I’ve always said that when I finally get tired of doing networking stuff, I’m going to write a book about teaching people structured troubleshooting. This would be useful for not only computer work, but a large variety of things like figuring out when your sink is backing up or how to change the serpentine belt on your car. The key to structured troubleshooting is thinking logically and taking it step by step. For the record, I’m going to call my book “Did You Plug the Damn Thing In?”
So, I figured I’d share some of my troubleshooting steps just to give people an idea about how I go about figuring out what’s wrong with something. Starting with how to know you’ve got a problem.
Step 1: Find out (specifically) what’s wrong.
Yes, that sounds simplistic and little condescending. And you’d be surprised at the number of people that can’t tell you what is wrong with something. Want to piss off your mechanic? Tell him your car is “making a funny noise”. Want to raise the ire of your network admin? Tell her the problem must be because “the network is slow”. Problems are specific. It’s not making a funny noise, it sounds like dragging a drawer full of silverware across a washboard. The network isn’t slow, it takes forever for me to open up http://www.google.com. Giving a problem a specific diagnosis means you can narrow your focus on what to start investigating. As the troubleshooter, you have to remember to ask probing questions. Don’t settle for ‘yes’ or ‘no’. Make the other person describe, in excruciating detail if necessary, what exactly is wrong. And take lots of notes. As the blog title suggests, the Apollo 13 astronauts didn’t tell Houston that their problem was a funny noise. It was a very specific diagnosis.
Step 2: Repeat the problem, if possible
Most problems are repeatable. There’s nothing worse that hearing that you’ve got a problem, only to be told “Well, it’s not happening right now. It’s pretty random.” No problem should be totally random, especially in the computer/technology realm. You should always know what steps it takes to make the problem happen. Granted, lots of catastrophic failures are sudden, such as power outages, blown fuses/power supplies, or outright parts failures. But, for the most part, things like routing loops or broadcast storms can be traced down to a specific event. Remember the old joke about the patient that tells the doctor, “Every time I move my arm like this it hurts”? All joking aside, that’s a great problem diagnosis. Because you can make it happen over and over again.

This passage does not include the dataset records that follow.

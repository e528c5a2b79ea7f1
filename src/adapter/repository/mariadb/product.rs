use std::result::Result;
use std::sync::Arc;

use async_trait::async_trait;
use mysql_async::prelude::{Query, Queryable, WithParams};
use mysql_async::{Conn, IsolationLevel, Params, Transaction, TxOpts};
use rust_decimal::Decimal;

use storefront_common::error::AppErrorCode;
use storefront_common::logging::{app_log_event, AppLogLevel};

use crate::adapter::datastore::{AppDStoreMariaDB, AppDataStoreContext};
use crate::model::{ProductModel, StockSaleResult};

use super::super::{
    AbstractProductRepo, AppRepoError, AppRepoErrorDetail, AppRepoErrorFnLabel,
    AppStockDeductResult,
};

// table layout
// `product`(`id` BIGINT UNSIGNED AUTO_INCREMENT, `title` VARCHAR(255), `description` TEXT,
//           `price` DECIMAL(12,2), `image` VARCHAR(2000), `quantity` INT UNSIGNED)
const COLUMNS: &str = "`id`,`title`,`description`,`price`,`image`,`quantity`";

type ProductRowType = (
    u64,     // `id`
    String,  // `title`
    String,  // `description`
    Decimal, // `price`
    String,  // `image`
    u32,     // `quantity`
);

struct InsertProductArgs(String, Params);
struct FetchProductArgs(String, Params);
struct UpdateQuantityArgs(String, Params);

impl From<ProductRowType> for ProductModel {
    #[rustfmt::skip]
    fn from(value: ProductRowType) -> Self {
        let (id, title, description, price, image, quantity) = value;
        Self { id, title, description, price, image, quantity }
    }
}

impl<'a> From<&'a ProductModel> for InsertProductArgs {
    fn from(value: &'a ProductModel) -> Self {
        let arg = vec![
            value.title.as_str().into(),
            value.description.as_str().into(),
            value.price.into(),
            value.image.as_str().into(),
            value.quantity.into(),
        ];
        let stmt = "INSERT INTO `product`(`title`,`description`,`price`,`image`,`quantity`) \
                    VALUES (?,?,?,?,?)";
        Self(stmt.to_string(), Params::Positional(arg))
    }
}

impl FetchProductArgs {
    fn new(id: u64, row_lock: bool) -> Self {
        let mut stmt = format!("SELECT {COLUMNS} FROM `product` WHERE `id`=?");
        if row_lock {
            // concurrent writers of the same row wait until this transaction ends
            stmt += " FOR UPDATE";
        }
        Self(stmt, Params::Positional(vec![id.into()]))
    }
}

impl From<&ProductModel> for UpdateQuantityArgs {
    fn from(value: &ProductModel) -> Self {
        let stmt = "UPDATE `product` SET `quantity`=? WHERE `id`=?";
        let arg = vec![value.quantity.into(), value.id.into()];
        Self(stmt.to_string(), Params::Positional(arg))
    }
}

pub(crate) struct MariadbProductRepo {
    _dstore: Arc<AppDStoreMariaDB>,
}

impl MariadbProductRepo {
    pub(crate) fn new(ds: Arc<AppDataStoreContext>) -> Result<Self, AppRepoError> {
        ds.mariadb()
            .map(|found| Self { _dstore: found })
            .ok_or(AppRepoError {
                fn_label: AppRepoErrorFnLabel::InitProductRepo,
                code: AppErrorCode::MissingDataStore,
                detail: AppRepoErrorDetail::Unknown,
            })
    }

    fn _map_err(
        &self,
        fn_label: AppRepoErrorFnLabel,
        code: AppErrorCode,
        detail: AppRepoErrorDetail,
    ) -> AppRepoError {
        let e = AppRepoError {
            fn_label,
            code,
            detail,
        };
        let logctx = self._dstore.log_context();
        app_log_event!(logctx, AppLogLevel::ERROR, "{:?}", e);
        e
    }

    async fn _start_tx<'a>(
        &self,
        conn: &'a mut Conn,
        fn_label: AppRepoErrorFnLabel,
    ) -> Result<Transaction<'a>, AppRepoError> {
        let mut options = TxOpts::new();
        // row lock taken by `SELECT ... FOR UPDATE` already serialises writers
        // of the same product, a stricter isolation level is unnecessary
        options.with_isolation_level(IsolationLevel::ReadCommitted);
        conn.start_transaction(options).await.map_err(|e| {
            self._map_err(
                fn_label,
                AppErrorCode::RemoteDbServerFailure,
                AppRepoErrorDetail::DatabaseTxStart(e.to_string()),
            )
        })
    }

    async fn _acquire(&self, fn_label: AppRepoErrorFnLabel) -> Result<Conn, AppRepoError> {
        self._dstore.acquire().await.map_err(|e| {
            self._map_err(
                fn_label,
                AppErrorCode::RemoteDbServerFailure,
                AppRepoErrorDetail::DataStore(e),
            )
        })
    }

    async fn _fetch_locked(
        &self,
        tx: &mut Transaction<'_>,
        id: u64,
        fn_label: AppRepoErrorFnLabel,
    ) -> Result<Option<ProductModel>, AppRepoError> {
        let FetchProductArgs(stmt, params) = FetchProductArgs::new(id, true);
        let row = tx
            .exec_first::<ProductRowType, String, Params>(stmt, params)
            .await
            .map_err(|e| {
                self._map_err(
                    fn_label,
                    AppErrorCode::RemoteDbServerFailure,
                    AppRepoErrorDetail::DatabaseQuery(e.to_string()),
                )
            })?;
        Ok(row.map(ProductModel::from))
    }

    async fn _save_quantity(
        &self,
        tx: &mut Transaction<'_>,
        saved: &ProductModel,
        fn_label: AppRepoErrorFnLabel,
    ) -> Result<(), AppRepoError> {
        let UpdateQuantityArgs(stmt, params) = UpdateQuantityArgs::from(saved);
        tx.exec_drop(stmt, params).await.map_err(|e| {
            self._map_err(
                fn_label,
                AppErrorCode::RemoteDbServerFailure,
                AppRepoErrorDetail::DatabaseExec(e.to_string()),
            )
        })
    }

    async fn _commit(
        &self,
        tx: Transaction<'_>,
        fn_label: AppRepoErrorFnLabel,
    ) -> Result<(), AppRepoError> {
        tx.commit().await.map_err(|e| {
            self._map_err(
                fn_label,
                AppErrorCode::RemoteDbServerFailure,
                AppRepoErrorDetail::DatabaseTxCommit(e.to_string()),
            )
        })
    }

    async fn _rollback(&self, tx: Transaction<'_>) {
        if let Err(e) = tx.rollback().await {
            let logctx = self._dstore.log_context();
            app_log_event!(logctx, AppLogLevel::WARNING, "rollback-failure: {:?}", e);
        }
    }
} // end of impl MariadbProductRepo

#[async_trait]
impl AbstractProductRepo for MariadbProductRepo {
    async fn fetch_all(&self) -> Result<Vec<ProductModel>, AppRepoError> {
        let mut conn = self._acquire(AppRepoErrorFnLabel::FetchAllProducts).await?;
        let stmt = format!("SELECT {COLUMNS} FROM `product` ORDER BY `id` ASC");
        let rows = conn
            .query::<ProductRowType, String>(stmt)
            .await
            .map_err(|e| {
                self._map_err(
                    AppRepoErrorFnLabel::FetchAllProducts,
                    AppErrorCode::RemoteDbServerFailure,
                    AppRepoErrorDetail::DatabaseQuery(e.to_string()),
                )
            })?;
        Ok(rows.into_iter().map(ProductModel::from).collect())
    }

    async fn fetch(&self, id: u64) -> Result<Option<ProductModel>, AppRepoError> {
        let mut conn = self._acquire(AppRepoErrorFnLabel::FetchProduct).await?;
        let exec = &mut conn;
        let FetchProductArgs(stmt, params) = FetchProductArgs::new(id, false);
        let maybe_row = stmt
            .with(params)
            .first::<ProductRowType, &mut Conn>(exec)
            .await
            .map_err(|e| {
                self._map_err(
                    AppRepoErrorFnLabel::FetchProduct,
                    AppErrorCode::RemoteDbServerFailure,
                    AppRepoErrorDetail::DatabaseQuery(e.to_string()),
                )
            })?;
        Ok(maybe_row.map(ProductModel::from))
    }

    async fn create(&self, items: Vec<ProductModel>) -> Result<Vec<ProductModel>, AppRepoError> {
        let fnlbl = || AppRepoErrorFnLabel::CreateProducts;
        let mut conn = self._acquire(fnlbl()).await?;
        let mut tx = self._start_tx(&mut conn, fnlbl()).await?;
        let mut saved = Vec::with_capacity(items.len());
        for mut item in items {
            let InsertProductArgs(stmt, params) = InsertProductArgs::from(&item);
            let result = tx.exec_drop(stmt, params).await;
            let last_id = match result {
                Ok(()) => tx.last_insert_id(),
                Err(e) => {
                    let detail = AppRepoErrorDetail::DatabaseExec(e.to_string());
                    let e = self._map_err(fnlbl(), AppErrorCode::RemoteDbServerFailure, detail);
                    self._rollback(tx).await;
                    return Err(e);
                }
            };
            item.id = match last_id {
                Some(v) => v,
                None => {
                    let detail = AppRepoErrorDetail::DatabaseExec("missing-insert-id".to_string());
                    let e = self._map_err(fnlbl(), AppErrorCode::DataCorruption, detail);
                    self._rollback(tx).await;
                    return Err(e);
                }
            };
            saved.push(item);
        }
        self._commit(tx, fnlbl()).await?;
        Ok(saved)
    } // end of fn create

    async fn deduct_stock(
        &self,
        id: u64,
        quantity: u32,
    ) -> Result<AppStockDeductResult, AppRepoError> {
        let fnlbl = || AppRepoErrorFnLabel::ApplySale;
        let mut conn = self._acquire(fnlbl()).await?;
        let mut tx = self._start_tx(&mut conn, fnlbl()).await?;
        let mut product = match self._fetch_locked(&mut tx, id, fnlbl()).await? {
            Some(v) => v,
            None => {
                self._rollback(tx).await;
                return Ok(AppStockDeductResult::ProductNotExist);
            }
        };
        match product.try_sell(quantity) {
            StockSaleResult::Sold { .. } => {
                self._save_quantity(&mut tx, &product, fnlbl()).await?;
                self._commit(tx, fnlbl()).await?;
                Ok(AppStockDeductResult::Sold(product))
            }
            StockSaleResult::Insufficient { on_hand, requested } => {
                self._rollback(tx).await;
                Ok(AppStockDeductResult::Insufficient { on_hand, requested })
            }
        }
    } // end of fn deduct_stock

    async fn restock(&self, id: u64, level: u32) -> Result<Option<ProductModel>, AppRepoError> {
        let fnlbl = || AppRepoErrorFnLabel::Restock;
        let mut conn = self._acquire(fnlbl()).await?;
        let mut tx = self._start_tx(&mut conn, fnlbl()).await?;
        let mut product = match self._fetch_locked(&mut tx, id, fnlbl()).await? {
            Some(v) => v,
            None => {
                self._rollback(tx).await;
                return Ok(None);
            }
        };
        product.restock(level);
        self._save_quantity(&mut tx, &product, fnlbl()).await?;
        self._commit(tx, fnlbl()).await?;
        Ok(Some(product))
    }
} // end of impl MariadbProductRepo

Step 3: Take LOTS of notes
I hate writing things down. My desk if filled with half-scribbled sticky notes with information that will be useless the next time I look at it. But when you start troubleshooting something, be sure to write down every detail. Why? Because you may often find yourself referring to your notes and find out that some minor detail at the start is the cause/solution to your problem. Such as, “We were cleaning the other day in the server room.” Not really important at the beginning, but after you determine there is a network outage to the e-mail server and find out someone unplugged the cord to make it look pretty under the desk, that little nugget of information could be very handy.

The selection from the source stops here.